Il y aurait, selon l’orateur, un inconvénient sérieux à établir par une loi le repos obligatoire hebdomadaire ou à intervalles quelconques. L’Angleterre, à cet égard, peut servir à nous montrer les abus de ce système. 

Suivant les industries, les périodes de labeur varient, ainsi que les jours de repos ; les marins, par exemple, n’ont pas de repos hebdomadaire, et l’on peut citer d’autres professions analogues. 

Ainsi dans les chemins de fer, l’employé a, en moyenne, un jour par quinzaine. 

M. Ch. Lavollée trouve qu’il ne faut pas se plaindre du mouvement d’opinion qui s’est prononcé en faveur du repos hebdomadaire ; avec un roulement bien organisé, ce repos peut être assuré à tous les agents d’une industrie ou d’une entreprise, même dans les chemins de fer. Les Compagnies de Lyon et d’Orléans sont déjà entrées dans cette voie. 

Mais il restera toujours, quand même les populations admettraient sans contestation, et universellement, l’usage en question, il restera des professions, — celles de femme de ménage, de frotteur, de domestique, etc., — qui seront assujetties à un travail de tous les jours, et l’on n’aperçoit point comment la loi pourrait s’y opposer. 

En somme, M. Lavollée est partisan du statu quo. 

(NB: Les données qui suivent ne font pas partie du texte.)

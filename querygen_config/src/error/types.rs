//! Primary error enum for the option engine.

use thiserror::Error;

use super::aggregate::AggregatedErrors;

/// Errors that can occur while building the option registry, validating a
/// raw configuration, or resolving defaults.
///
/// Registry-construction variants (`DuplicateOption`, `UnknownInput`,
/// `CycleInDerivation`) indicate catalogue defects and are fatal; the
/// validation variants are accumulated and reported together so callers can
/// surface every problem in one pass.
#[derive(Debug, Error)]
#[non_exhaustive]
pub enum OptionsError {
    /// An option name was registered twice.
    #[error("option '{name}' is already registered")]
    DuplicateOption {
        /// Name that was offered to the registry a second time.
        name: &'static str,
    },

    /// A default rule or dependency predicate names an unregistered option.
    #[error("option '{option}' declares unregistered input '{input}'")]
    UnknownInput {
        /// Option whose rule carries the dangling reference.
        option: &'static str,
        /// Input name absent from the registry.
        input: &'static str,
    },

    /// The raw configuration supplied a name the registry does not know.
    #[error("unknown option '{name}'")]
    UnknownOption {
        /// Name as supplied by the caller.
        name: String,
    },

    /// A supplied value does not match the descriptor's kind or token space.
    #[error("invalid value for option '{option}': {message}")]
    InvalidValue {
        /// Option the value was supplied for.
        option: String,
        /// Human-readable explanation of the mismatch.
        message: String,
    },

    /// An option was explicitly set while its dependency predicate is false.
    #[error("option '{option}' conflicts with the configuration: requires {requirement}")]
    ConflictingOption {
        /// Option that was explicitly supplied.
        option: String,
        /// Condition the rest of the configuration must satisfy.
        requirement: String,
    },

    /// A pattern-list entry failed to compile as a regular expression.
    #[error("pattern '{pattern}' in option '{option}' does not compile: {source}")]
    PatternCompile {
        /// Pattern-list option containing the entry.
        option: String,
        /// Source text of the offending pattern.
        pattern: String,
        /// Compilation failure reported by the regex engine.
        #[source]
        source: Box<regex::Error>,
    },

    /// The default-rule dependency graph cannot be topologically ordered.
    #[error("cycle in default derivation: {cycle}")]
    CycleInDerivation {
        /// Options participating in (or blocked behind) the cycle.
        cycle: String,
    },

    /// Resolved values failed to materialise into a snapshot.
    ///
    /// Like [`Self::CycleInDerivation`] this is an internal-consistency
    /// check; it is unreachable with a well-formed catalogue.
    #[error("failed to materialise configuration snapshot: {source}")]
    Snapshot {
        /// Underlying serialisation failure.
        #[source]
        source: Box<serde_json::Error>,
    },

    /// Multiple violations were detected in a single validation pass.
    #[error("multiple configuration errors:\n{0}")]
    Aggregate(Box<AggregatedErrors>),
}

M. le marquis de Vassart d’Hozier, ingénieur des mines, qui a longtemps appartenu au contrôle des chemins de fer, a reconnu depuis longues années, spécialement dans ce genre d’exploitation, les inconvénients d’un travail continu ; il a vu avec plaisir les compagnies réduire considérablement, le dimanche, le service des marchandises, pour assurer au personnel un repos régulier. Depuis quelque temps, on a reconnu, dans les chemins de fer, la nécessité pour les agents d’un repos hebdomadaire, d’une journée complète, au lieu d’un repos de quelques heures chaque jour, repos combiné, non sans de graves inconvénients, avec un travail continu de douze, quatorze, seize heures, absolument dangereux pour la sécurité même des voyageurs. 

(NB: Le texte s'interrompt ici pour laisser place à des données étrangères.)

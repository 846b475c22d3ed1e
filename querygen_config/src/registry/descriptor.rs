//! Option descriptors: kinds, default rules, and dependency predicates.

use std::collections::BTreeMap;

use super::OptionValue;

/// Value kind accepted for an option.
#[derive(Clone, Copy, Debug, Eq, PartialEq)]
#[non_exhaustive]
pub enum OptionKind {
    /// Boolean toggle.
    Bool,
    /// One token out of a closed set.
    Enum,
    /// Free-form text.
    Text,
    /// Ordered list of free-form strings.
    TextList,
    /// List of `Scalar=target.Type[:adapter]` mapping entries.
    ScalarList,
    /// List of regular-expression sources.
    PatternList,
    /// Single opaque file-system path.
    Path,
    /// Ordered list of opaque file-system paths.
    PathList,
}

/// Read-only view over already-resolved option values.
///
/// Handed to default rules and dependency predicates; the resolver
/// guarantees every declared input is present before a rule runs.
#[derive(Debug)]
pub struct DerivationInputs<'a> {
    values: &'a BTreeMap<&'static str, OptionValue>,
}

impl<'a> DerivationInputs<'a> {
    pub(crate) const fn new(values: &'a BTreeMap<&'static str, OptionValue>) -> Self {
        Self { values }
    }

    /// Resolved boolean value of `name`, when present and boolean.
    #[must_use]
    pub fn bool(&self, name: &str) -> Option<bool> {
        self.values.get(name).and_then(OptionValue::as_bool)
    }

    /// Resolved token (or text) value of `name`, when present and textual.
    #[must_use]
    pub fn token(&self, name: &str) -> Option<&'a str> {
        self.values.get(name).and_then(OptionValue::as_text)
    }
}

/// How an unset option obtains its value.
#[derive(Clone, Debug)]
pub enum DefaultRule {
    /// Fixed value, independent of every other option.
    Constant(OptionValue),
    /// Value computed from other, already-resolved options.
    Derived {
        /// Names of the options the rule reads.
        inputs: &'static [&'static str],
        /// Evaluation over the resolved inputs.
        eval: fn(&DerivationInputs<'_>) -> OptionValue,
    },
}

impl DefaultRule {
    /// Constant default rule holding `value`.
    #[must_use]
    pub fn constant(value: impl Into<OptionValue>) -> Self {
        Self::Constant(value.into())
    }

    /// Derived default rule reading `inputs`.
    #[must_use]
    pub const fn derived(
        inputs: &'static [&'static str],
        eval: fn(&DerivationInputs<'_>) -> OptionValue,
    ) -> Self {
        Self::Derived { inputs, eval }
    }

    /// Option names the rule reads; empty for constants.
    #[must_use]
    pub const fn inputs(&self) -> &'static [&'static str] {
        match self {
            Self::Constant(_) => &[],
            Self::Derived { inputs, .. } => *inputs,
        }
    }

    pub(crate) fn evaluate(&self, inputs: &DerivationInputs<'_>) -> OptionValue {
        match self {
            Self::Constant(value) => value.clone(),
            Self::Derived { eval, .. } => eval(inputs),
        }
    }
}

/// Condition the rest of the configuration must satisfy before an explicit
/// value for an option is accepted.
#[derive(Clone, Debug)]
pub struct DependencyRule {
    inputs: &'static [&'static str],
    check: fn(&DerivationInputs<'_>) -> bool,
    requirement: &'static str,
}

impl DependencyRule {
    /// Predicate over `inputs`, described by the human-readable
    /// `requirement` used in conflict diagnostics.
    #[must_use]
    pub const fn new(
        inputs: &'static [&'static str],
        check: fn(&DerivationInputs<'_>) -> bool,
        requirement: &'static str,
    ) -> Self {
        Self {
            inputs,
            check,
            requirement,
        }
    }

    /// Option names the predicate reads.
    #[must_use]
    pub const fn inputs(&self) -> &'static [&'static str] {
        self.inputs
    }

    /// Human-readable condition, e.g. `targetLanguage = "kotlin"`.
    #[must_use]
    pub const fn requirement(&self) -> &'static str {
        self.requirement
    }

    pub(crate) fn is_satisfied(&self, inputs: &DerivationInputs<'_>) -> bool {
        (self.check)(inputs)
    }
}

/// Static description of a recognised option.
#[derive(Clone, Debug)]
pub struct OptionDescriptor {
    name: &'static str,
    kind: OptionKind,
    enum_tokens: &'static [&'static str],
    default: DefaultRule,
    dependency: Option<DependencyRule>,
    experimental: bool,
}

impl OptionDescriptor {
    /// Describe a non-enumeration option.
    ///
    /// Enumerations carry their token space and are constructed with
    /// [`Self::enumeration`] instead.
    #[must_use]
    pub fn new(name: &'static str, kind: OptionKind, default: DefaultRule) -> Self {
        debug_assert!(
            kind != OptionKind::Enum,
            "enumerations must be constructed with OptionDescriptor::enumeration"
        );
        Self {
            name,
            kind,
            enum_tokens: &[],
            default,
            dependency: None,
            experimental: false,
        }
    }

    /// Describe an enumeration option accepting `tokens`.
    #[must_use]
    pub fn enumeration(
        name: &'static str,
        tokens: &'static [&'static str],
        default: DefaultRule,
    ) -> Self {
        debug_assert!(!tokens.is_empty(), "an enumeration needs at least one token");
        Self {
            name,
            kind: OptionKind::Enum,
            enum_tokens: tokens,
            default,
            dependency: None,
            experimental: false,
        }
    }

    /// Gate explicit values behind `dependency`.
    #[must_use]
    pub fn with_dependency(mut self, dependency: DependencyRule) -> Self {
        self.dependency = Some(dependency);
        self
    }

    /// Mark the option as experimental.
    ///
    /// Carried through for downstream documentation and warnings; the
    /// option behaves like any other.
    #[must_use]
    pub const fn experimental(mut self) -> Self {
        self.experimental = true;
        self
    }

    /// Unique option name.
    #[must_use]
    pub const fn name(&self) -> &'static str {
        self.name
    }

    /// Value kind the option accepts.
    #[must_use]
    pub const fn kind(&self) -> OptionKind {
        self.kind
    }

    /// Accepted tokens; empty unless [`Self::kind`] is [`OptionKind::Enum`].
    #[must_use]
    pub const fn enum_tokens(&self) -> &'static [&'static str] {
        self.enum_tokens
    }

    /// Rule producing the option's value when unset.
    #[must_use]
    pub const fn default(&self) -> &DefaultRule {
        &self.default
    }

    /// Predicate gating explicit values, when the option has one.
    #[must_use]
    pub const fn dependency(&self) -> Option<&DependencyRule> {
        self.dependency.as_ref()
    }

    /// Whether the option carries the experimental marker.
    #[must_use]
    pub const fn is_experimental(&self) -> bool {
        self.experimental
    }
}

M. Lodin renouvelle son affirmation que, en fait, malgré la variété des systèmes de roulement employés, le personnel actif des trains n’a nulle part de repos hebdomadaire. 

M. Passy, en constatant, comme président, l’accord de tous les membres présents sur les points essentiels, ne veut ajouter que de très courtes observations. Ce qui se dégage de cette discussion, dit-il, c’est que dans cette question du repos hebdomadaire, on a fait peut-être la part trop large au sentiment. Il ne faut pas proscrire le sentiment ; il ne faut pas en abuser. C’est le premier mouvement dont Talleyrand disait qu’il faut se méfier, non parce qu’il est bon, mais parce qu’il n’est pas suffisamment clairvoyant. Entre un bon et un mauvais économiste, a dit Bastiat, toute la différence est que l’un s’arrête aux premières conséquences, aux conséquences apparentes ou passagères des faits, tandis que l’autre va aux conséquences définitives. On se dit par exemple : Ces femmes seraient bien mieux à leur place et bien plus heureuses si elles étaient dans leur ménage à soigner leurs enfants. On ne se demande pas si, en les renvoyant de l’atelier, c’est à leur ménage et à leurs enfants qu’on les renverra et si l’on n’aggravera pas leur situation. On édicte des mesures générales qui paraissent bienfaisantes. On ne se demande pas si ces mesures uniformes s’appliquent aux innombrables diversités des situations et ne deviennent pas pour la plupart une gêne et une oppression ; si, parfois même, elles ne sont pas absolument en contradiction avec des exigences de premier ordre. 

Il est donc bon que le sentiment ne soit pas proscrit. Il éveille l’attention, il stimule les recherches, il dénonce les abus et met en demeure de travailler à les faire disparaître. Mais à côté de lui et derrière lui, il faut la raison, l’étude des faits, la science en un mot éclairant et dirigeant la conscience qui la requiert. 

La séance est levée à onze heures moins dix.